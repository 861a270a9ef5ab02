//! Official bulletin source: scrapes the central bank's home page.

use std::sync::Arc;

use async_trait::async_trait;
use ratekeeper_common::{defaults, now, RateSnapshot, SourceError, SourceKind, SourceResult, StaticRate};
use tracing::{debug, instrument};

use crate::html::HtmlExtractor;
use crate::provider::{PageFetcher, RateSource};

/// Bulletin home page.
pub const DEFAULT_BCV_URL: &str = "https://www.bcv.org.ve";

/// USD (primary) and EUR (secondary) from the bulletin page.
pub struct BcvSource {
    url: String,
    fetcher: Arc<dyn PageFetcher>,
    extractor: HtmlExtractor,
    default: StaticRate,
}

impl BcvSource {
    pub const NAME: &'static str = "bcv";
    const LABEL: &'static str = "BCV";

    pub fn new(url: impl Into<String>, fetcher: Arc<dyn PageFetcher>) -> Self {
        Self {
            url: url.into(),
            fetcher,
            extractor: HtmlExtractor::default(),
            default: defaults::BCV,
        }
    }

    pub fn with_extractor(mut self, extractor: HtmlExtractor) -> Self {
        self.extractor = extractor;
        self
    }

    pub fn with_static_default(mut self, default: StaticRate) -> Self {
        self.default = default;
        self
    }

    /// Turn page markup into a snapshot. USD is mandatory.
    pub fn snapshot_from_html(&self, html: &str) -> SourceResult<RateSnapshot> {
        let extraction = self.extractor.extract(html);

        let Some(usd) = extraction.usd else {
            return Err(SourceError::NoData(format!(
                "no USD rate in bulletin page ({} bytes)",
                html.len()
            )));
        };

        debug!(
            usd,
            eur = ?extraction.eur,
            strategy = %extraction.meta.strategy_used,
            "Bulletin rates extracted"
        );
        Ok(RateSnapshot::new(
            usd,
            extraction.eur,
            now(),
            Self::LABEL,
            extraction.meta.confidence,
        ))
    }
}

#[async_trait]
impl RateSource for BcvSource {
    fn name(&self) -> &str {
        Self::NAME
    }

    fn kind(&self) -> SourceKind {
        SourceKind::OfficialBulletin
    }

    #[instrument(skip(self), fields(url = %self.url))]
    async fn fetch(&self) -> SourceResult<RateSnapshot> {
        let html = self.fetcher.fetch_page(&self.url).await?;
        self.snapshot_from_html(&html)
    }

    fn static_default(&self) -> StaticRate {
        self.default
    }
}
//! Ratekeeper Resilience
//!
//! Failure handling around flaky upstreams.
//!
//! # Features
//!
//! - Per-source circuit breaker (Closed / Open / HalfOpen)
//! - Retry executor with linear or exponential backoff and a hard timeout
//! - Health monitor tracking consecutive failures per source
//!
//! # Example
//!
//! ```rust,ignore
//! use ratekeeper_resilience::{retry, CircuitBreaker, CircuitBreakerConfig, RetryPolicy};
//!
//! let breaker = CircuitBreaker::new(CircuitBreakerConfig::named("bcv"));
//! if breaker.can_attempt() {
//!     match retry::execute(&RetryPolicy::default(), || fetch(), |e| e.is_retryable()).await {
//!         Ok(_) => breaker.record_success(),
//!         Err(_) => breaker.record_failure(),
//!     }
//! }
//! ```

pub mod circuit_breaker;
pub mod health;
pub mod retry;

pub use circuit_breaker::{BreakerMetrics, CircuitBreaker, CircuitBreakerConfig, CircuitState};
pub use health::{HealthMonitor, HealthStatus};
pub use retry::{Backoff, Failure, RetryError, RetryPolicy};
//! Rate snapshots produced by upstream sources.

use serde::{Deserialize, Serialize};

use crate::time::Timestamp;

/// An immutable reading of one upstream source.
#[derive(Debug, Clone, PartialEq, Serialize, Deserialize)]
pub struct RateSnapshot {
    /// Headline rate (USD for the bulletin, USD/VES for the P2P market).
    pub primary_rate: f64,
    /// Secondary rate when the source publishes one (EUR for the bulletin).
    pub secondary_rate: Option<f64>,
    /// When the reading was taken.
    pub timestamp: Timestamp,
    /// Human-readable provenance label.
    pub source: String,
    /// Confidence in [0, 1].
    pub confidence: f64,
}

impl RateSnapshot {
    /// Create a new snapshot. Confidence is clamped to [0, 1].
    pub fn new(
        primary_rate: f64,
        secondary_rate: Option<f64>,
        timestamp: Timestamp,
        source: impl Into<String>,
        confidence: f64,
    ) -> Self {
        Self {
            primary_rate,
            secondary_rate,
            timestamp,
            source: source.into(),
            confidence: confidence.clamp(0.0, 1.0),
        }
    }
}

/// What kind of upstream a source is; decides how a snapshot is exposed.
#[derive(Debug, Clone, Copy, PartialEq, Eq, Serialize, Deserialize)]
#[serde(rename_all = "snake_case")]
pub enum SourceKind {
    /// Official bulletin page: primary = USD, secondary = EUR.
    OfficialBulletin,
    /// P2P order book: primary = USD/VES.
    P2pMarket,
}

/// A compile-time static default for a source.
#[derive(Debug, Clone, Copy, PartialEq)]
pub struct StaticRate {
    pub primary_rate: f64,
    pub secondary_rate: Option<f64>,
    pub source: &'static str,
}

impl StaticRate {
    /// Materialise the static default as a snapshot stamped at `at`.
    pub fn to_snapshot(&self, at: Timestamp) -> RateSnapshot {
        RateSnapshot::new(self.primary_rate, self.secondary_rate, at, self.source, 0.0)
    }
}

/// Static defaults served when no live or cached data exists.
pub mod defaults {
    use super::StaticRate;

    pub const BCV: StaticRate = StaticRate {
        primary_rate: 189.0,
        secondary_rate: Some(221.0),
        source: "BCV (fallback - static)",
    };

    pub const P2P: StaticRate = StaticRate {
        primary_rate: 228.5,
        secondary_rate: None,
        source: "Binance P2P (fallback - static)",
    };
}

#[cfg(test)]
mod tests {
    use super::*;
    use crate::time::now;

    #[test]
    fn test_confidence_is_clamped() {
        let snapshot = RateSnapshot::new(1.0, None, now(), "TEST", 1.7);
        assert_eq!(snapshot.confidence, 1.0);

        let snapshot = RateSnapshot::new(1.0, None, now(), "TEST", -0.2);
        assert_eq!(snapshot.confidence, 0.0);
    }

    #[test]
    fn test_static_default_snapshot() {
        let at = now();
        let snapshot = defaults::BCV.to_snapshot(at);

        assert_eq!(snapshot.primary_rate, 189.0);
        assert_eq!(snapshot.secondary_rate, Some(221.0));
        assert_eq!(snapshot.timestamp, at);
        assert_eq!(snapshot.confidence, 0.0);
    }
}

## EXERCISE DESCRIPTION
Retrieve each line from the records above where the word "StaticRate" occurs.

## RESULT FOR THIS EXERCISE
use ratekeeper_common::{defaults, now, RateSnapshot, SourceError, SourceKind, SourceResult, StaticRate};
    default: StaticRate,
    pub fn with_static_default(mut self, default: StaticRate) -> Self {
    fn static_default(&self) -> StaticRate {
pub struct StaticRate {
impl StaticRate {
    use super::StaticRate;
    pub const BCV: StaticRate = StaticRate {
    pub const P2P: StaticRate = StaticRate {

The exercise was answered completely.